Eric Steuer, June 30th, 2010

Last week, the American Society of Composers, Authors and Publishers (ASCAP) sent a fundraising letter to its members calling on them to fight “opponents” such as Creative Commons, falsely claiming that we work to undermine copyright.*

Creative Commons licenses are copyright licenses – plain and simple. Period. CC licenses are legal tools that creators can use to offer certain usage rights to the public, while reserving other rights. Without copyright, these tools don’t work. Artists and record labels that want to make their music available to the public for certain uses, like noncommercial sharing or remixing, should consider using CC licenses. Artists and labels that want to reserve all of their copyright rights should absolutely not use CC licenses.
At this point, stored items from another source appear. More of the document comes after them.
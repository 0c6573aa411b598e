use crate::hotkey::KeyEvent;
use crate::settings::Settings;

/// Everything the main loop reacts to.  Key events come from a single
/// producer, so they arrive in device order.
#[derive(Debug)]
pub enum DaemonEvent {
    /// A press, release or repeat from the keyboard.
    Key(KeyEvent),
    /// The device reported a key code with no kernel name; skipped.
    UnrecognizedKey(u16),
    /// Reading the keyboard failed; a re-acquire is in progress.
    DeviceLost(String),
    /// A keyboard was found again after `DeviceLost`.  Carries its name.
    DeviceReacquired(String),
    /// Re-acquiring the keyboard gave up; the daemon must exit.
    DeviceFailed(String),
    /// The settings file changed on disk (defaults if it became invalid).
    SettingsReloaded(Settings),
    /// The backend's recorder process appeared in the process list.
    RecorderStarted,
    /// The recorder process is gone.
    RecorderStopped,
    /// SIGINT or SIGTERM received.
    Shutdown,
}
Many musicians, including acts like Nine Inch Nails, Beastie Boys, Youssou N’Dour, Tone, Curt Smith, David Byrne, Radiohead, Yunyu, Kristin Hersh, and Snoop Dogg, have used Creative Commons licenses to share with the public. These musicians aren’t looking to stop making money from their music. In fact, many of the artists who use CC licenses are also members of collecting societies, including ASCAP. That’s how we first heard about this smear campaign – many musicians that support Creative Commons received the email and forwarded it to us. Some of them even included a donation to Creative Commons.

If you are similarly angered by ASCAP’s deceptive tactics, I’m hoping that you can help us by donating to Creative Commons – and sending a message – at this critical time. We don’t have lobbyists on the payroll, but with your support we can continue working hard on behalf of creators and consumers alike.

Sincerely,
Eric Steuer
Creative Director, Creative Commons

* For background on ASCAP’s anti-Creative Commons fundraising campaign, see Boing Boing, Techdirt, ZeroPaid, and Wired.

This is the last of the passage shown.